Your output should be one number, which is how many lines in the material contain "UnknownRequirement".

▬▬▬

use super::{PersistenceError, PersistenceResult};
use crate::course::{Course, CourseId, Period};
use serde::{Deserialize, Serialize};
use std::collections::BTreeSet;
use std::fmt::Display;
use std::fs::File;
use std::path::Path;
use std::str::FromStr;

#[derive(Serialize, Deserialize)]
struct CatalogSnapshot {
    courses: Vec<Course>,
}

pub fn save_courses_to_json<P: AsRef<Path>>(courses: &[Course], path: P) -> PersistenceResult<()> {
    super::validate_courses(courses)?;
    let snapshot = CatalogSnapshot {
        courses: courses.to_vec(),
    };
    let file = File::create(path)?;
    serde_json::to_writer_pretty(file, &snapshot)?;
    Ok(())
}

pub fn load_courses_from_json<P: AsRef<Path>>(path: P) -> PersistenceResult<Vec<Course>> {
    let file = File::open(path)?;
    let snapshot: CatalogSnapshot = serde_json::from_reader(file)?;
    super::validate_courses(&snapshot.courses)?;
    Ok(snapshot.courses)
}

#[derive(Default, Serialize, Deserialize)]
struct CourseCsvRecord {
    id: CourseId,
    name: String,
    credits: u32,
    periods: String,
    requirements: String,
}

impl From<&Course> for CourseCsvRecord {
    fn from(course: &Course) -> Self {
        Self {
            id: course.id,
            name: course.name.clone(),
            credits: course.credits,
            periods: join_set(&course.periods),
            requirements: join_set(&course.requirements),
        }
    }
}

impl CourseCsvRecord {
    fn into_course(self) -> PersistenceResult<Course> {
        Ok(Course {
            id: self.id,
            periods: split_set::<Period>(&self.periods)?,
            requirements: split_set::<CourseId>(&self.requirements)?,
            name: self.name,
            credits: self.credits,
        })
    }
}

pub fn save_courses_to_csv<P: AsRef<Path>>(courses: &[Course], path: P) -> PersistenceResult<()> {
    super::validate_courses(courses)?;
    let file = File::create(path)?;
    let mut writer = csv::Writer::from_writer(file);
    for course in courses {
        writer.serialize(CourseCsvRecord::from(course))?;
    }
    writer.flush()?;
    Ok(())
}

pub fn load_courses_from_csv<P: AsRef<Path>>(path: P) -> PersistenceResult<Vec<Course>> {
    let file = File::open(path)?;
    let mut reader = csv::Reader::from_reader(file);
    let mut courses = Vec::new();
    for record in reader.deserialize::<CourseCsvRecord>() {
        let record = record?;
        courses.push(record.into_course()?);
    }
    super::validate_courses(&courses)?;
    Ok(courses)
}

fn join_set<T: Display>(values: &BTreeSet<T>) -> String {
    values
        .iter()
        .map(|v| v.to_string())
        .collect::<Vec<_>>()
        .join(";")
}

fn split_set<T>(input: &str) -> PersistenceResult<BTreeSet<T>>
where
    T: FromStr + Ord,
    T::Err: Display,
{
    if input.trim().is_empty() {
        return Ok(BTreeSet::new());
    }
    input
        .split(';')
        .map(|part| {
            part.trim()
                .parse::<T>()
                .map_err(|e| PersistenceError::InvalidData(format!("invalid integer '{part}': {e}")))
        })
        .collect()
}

▬▬▬

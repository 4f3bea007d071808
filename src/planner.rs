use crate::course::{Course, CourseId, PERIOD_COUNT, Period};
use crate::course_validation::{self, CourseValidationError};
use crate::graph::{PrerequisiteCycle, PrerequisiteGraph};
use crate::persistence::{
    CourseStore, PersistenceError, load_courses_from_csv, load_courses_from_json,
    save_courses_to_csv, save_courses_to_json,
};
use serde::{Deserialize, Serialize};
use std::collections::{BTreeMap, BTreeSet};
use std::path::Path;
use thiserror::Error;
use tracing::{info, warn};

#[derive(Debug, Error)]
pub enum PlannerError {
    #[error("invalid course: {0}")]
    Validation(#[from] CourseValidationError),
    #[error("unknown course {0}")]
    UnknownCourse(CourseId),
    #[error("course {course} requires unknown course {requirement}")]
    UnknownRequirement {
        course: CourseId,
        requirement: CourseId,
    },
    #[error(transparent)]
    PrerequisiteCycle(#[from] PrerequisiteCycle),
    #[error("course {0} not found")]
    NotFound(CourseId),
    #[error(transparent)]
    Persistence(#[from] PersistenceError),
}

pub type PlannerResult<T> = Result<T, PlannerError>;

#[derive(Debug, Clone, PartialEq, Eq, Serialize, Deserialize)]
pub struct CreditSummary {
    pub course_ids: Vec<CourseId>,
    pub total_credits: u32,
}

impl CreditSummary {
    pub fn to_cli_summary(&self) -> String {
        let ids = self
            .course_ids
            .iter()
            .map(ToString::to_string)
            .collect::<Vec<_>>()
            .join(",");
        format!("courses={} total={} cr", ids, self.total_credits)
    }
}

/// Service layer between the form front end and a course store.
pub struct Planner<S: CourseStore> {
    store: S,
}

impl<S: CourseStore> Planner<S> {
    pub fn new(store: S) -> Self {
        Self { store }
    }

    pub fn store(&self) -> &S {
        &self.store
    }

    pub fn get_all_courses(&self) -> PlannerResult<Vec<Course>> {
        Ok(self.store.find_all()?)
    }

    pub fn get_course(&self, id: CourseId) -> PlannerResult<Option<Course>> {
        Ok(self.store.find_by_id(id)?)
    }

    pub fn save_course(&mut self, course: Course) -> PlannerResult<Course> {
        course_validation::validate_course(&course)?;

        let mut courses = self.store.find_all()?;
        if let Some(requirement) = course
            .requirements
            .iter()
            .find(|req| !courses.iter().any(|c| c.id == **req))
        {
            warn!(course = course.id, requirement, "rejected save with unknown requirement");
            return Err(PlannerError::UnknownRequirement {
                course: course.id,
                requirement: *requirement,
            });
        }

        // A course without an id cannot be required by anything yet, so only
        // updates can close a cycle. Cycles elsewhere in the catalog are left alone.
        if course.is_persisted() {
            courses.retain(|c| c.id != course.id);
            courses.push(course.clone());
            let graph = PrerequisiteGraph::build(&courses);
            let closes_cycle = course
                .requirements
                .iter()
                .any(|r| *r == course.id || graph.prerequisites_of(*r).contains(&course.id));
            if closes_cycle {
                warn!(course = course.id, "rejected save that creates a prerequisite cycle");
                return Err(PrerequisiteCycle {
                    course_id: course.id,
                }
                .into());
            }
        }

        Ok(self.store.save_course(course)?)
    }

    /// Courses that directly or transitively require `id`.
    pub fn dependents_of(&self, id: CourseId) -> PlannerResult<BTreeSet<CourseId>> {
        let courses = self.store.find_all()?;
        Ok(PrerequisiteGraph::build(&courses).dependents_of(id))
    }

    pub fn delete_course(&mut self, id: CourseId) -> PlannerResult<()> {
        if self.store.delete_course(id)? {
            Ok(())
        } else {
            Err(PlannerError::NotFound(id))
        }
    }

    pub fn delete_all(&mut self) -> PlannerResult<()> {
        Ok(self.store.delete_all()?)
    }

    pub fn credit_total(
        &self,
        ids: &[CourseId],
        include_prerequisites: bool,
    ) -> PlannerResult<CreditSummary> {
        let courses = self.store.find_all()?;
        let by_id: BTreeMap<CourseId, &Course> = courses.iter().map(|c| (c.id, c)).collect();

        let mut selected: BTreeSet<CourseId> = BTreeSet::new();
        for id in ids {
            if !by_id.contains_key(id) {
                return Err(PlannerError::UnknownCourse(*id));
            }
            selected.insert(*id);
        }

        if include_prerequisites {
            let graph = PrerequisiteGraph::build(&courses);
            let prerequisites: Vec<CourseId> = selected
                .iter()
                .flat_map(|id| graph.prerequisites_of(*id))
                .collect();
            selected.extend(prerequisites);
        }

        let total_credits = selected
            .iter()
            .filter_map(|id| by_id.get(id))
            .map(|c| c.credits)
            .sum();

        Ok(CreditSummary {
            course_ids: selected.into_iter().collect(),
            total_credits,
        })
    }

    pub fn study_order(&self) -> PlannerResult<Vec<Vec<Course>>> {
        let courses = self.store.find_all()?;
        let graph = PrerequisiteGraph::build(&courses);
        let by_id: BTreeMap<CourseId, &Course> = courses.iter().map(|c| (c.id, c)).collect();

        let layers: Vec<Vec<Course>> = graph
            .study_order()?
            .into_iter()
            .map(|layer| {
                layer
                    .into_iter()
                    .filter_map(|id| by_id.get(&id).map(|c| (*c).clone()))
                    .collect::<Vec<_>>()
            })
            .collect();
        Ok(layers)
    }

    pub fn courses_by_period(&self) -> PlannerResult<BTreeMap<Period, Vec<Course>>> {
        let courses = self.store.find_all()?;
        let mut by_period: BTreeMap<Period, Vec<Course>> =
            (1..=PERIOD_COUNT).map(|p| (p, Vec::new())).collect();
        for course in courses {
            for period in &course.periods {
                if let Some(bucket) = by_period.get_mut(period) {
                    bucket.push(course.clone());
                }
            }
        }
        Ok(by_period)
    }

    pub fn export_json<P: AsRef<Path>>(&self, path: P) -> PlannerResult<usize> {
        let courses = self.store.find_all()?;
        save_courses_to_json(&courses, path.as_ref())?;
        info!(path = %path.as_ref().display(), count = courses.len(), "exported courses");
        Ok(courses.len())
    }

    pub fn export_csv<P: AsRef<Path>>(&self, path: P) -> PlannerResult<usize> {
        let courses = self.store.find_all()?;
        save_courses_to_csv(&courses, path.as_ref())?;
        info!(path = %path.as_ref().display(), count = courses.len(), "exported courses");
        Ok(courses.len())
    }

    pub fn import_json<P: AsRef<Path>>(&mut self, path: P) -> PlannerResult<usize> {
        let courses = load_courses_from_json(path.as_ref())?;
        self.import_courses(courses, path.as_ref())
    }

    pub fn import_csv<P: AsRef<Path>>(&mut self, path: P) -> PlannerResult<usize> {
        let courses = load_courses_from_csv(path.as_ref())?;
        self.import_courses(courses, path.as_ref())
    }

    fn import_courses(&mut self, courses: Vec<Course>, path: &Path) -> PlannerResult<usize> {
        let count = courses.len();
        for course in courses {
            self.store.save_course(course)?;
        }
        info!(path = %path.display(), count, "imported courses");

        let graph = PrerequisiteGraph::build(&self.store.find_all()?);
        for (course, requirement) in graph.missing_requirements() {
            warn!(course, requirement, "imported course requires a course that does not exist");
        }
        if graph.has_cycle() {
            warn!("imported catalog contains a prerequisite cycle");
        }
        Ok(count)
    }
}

▬▬▬

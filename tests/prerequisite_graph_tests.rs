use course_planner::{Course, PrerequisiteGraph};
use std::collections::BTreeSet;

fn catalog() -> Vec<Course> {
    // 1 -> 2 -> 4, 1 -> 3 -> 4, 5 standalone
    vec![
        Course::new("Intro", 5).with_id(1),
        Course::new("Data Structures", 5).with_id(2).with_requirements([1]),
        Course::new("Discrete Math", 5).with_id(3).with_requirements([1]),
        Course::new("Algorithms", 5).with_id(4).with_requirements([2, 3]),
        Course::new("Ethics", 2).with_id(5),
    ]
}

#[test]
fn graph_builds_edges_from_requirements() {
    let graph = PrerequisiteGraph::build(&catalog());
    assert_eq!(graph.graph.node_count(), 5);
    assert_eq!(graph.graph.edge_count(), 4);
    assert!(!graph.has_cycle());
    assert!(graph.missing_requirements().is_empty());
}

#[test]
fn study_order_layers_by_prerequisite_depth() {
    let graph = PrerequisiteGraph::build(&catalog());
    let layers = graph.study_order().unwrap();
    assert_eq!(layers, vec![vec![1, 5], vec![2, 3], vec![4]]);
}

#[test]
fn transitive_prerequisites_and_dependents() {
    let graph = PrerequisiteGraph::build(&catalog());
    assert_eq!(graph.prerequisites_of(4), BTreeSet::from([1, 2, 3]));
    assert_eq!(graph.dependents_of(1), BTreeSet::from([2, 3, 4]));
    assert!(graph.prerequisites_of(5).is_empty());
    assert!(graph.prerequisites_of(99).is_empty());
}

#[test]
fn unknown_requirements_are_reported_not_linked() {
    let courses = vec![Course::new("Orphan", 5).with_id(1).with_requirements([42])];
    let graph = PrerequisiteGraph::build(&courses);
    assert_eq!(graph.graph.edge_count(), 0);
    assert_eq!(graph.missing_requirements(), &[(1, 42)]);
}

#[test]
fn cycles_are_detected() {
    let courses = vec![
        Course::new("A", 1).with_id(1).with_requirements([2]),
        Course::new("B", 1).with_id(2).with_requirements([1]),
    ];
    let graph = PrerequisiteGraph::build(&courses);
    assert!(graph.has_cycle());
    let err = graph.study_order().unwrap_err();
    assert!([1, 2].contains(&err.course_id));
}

▬▬▬

Problem solution ▸
2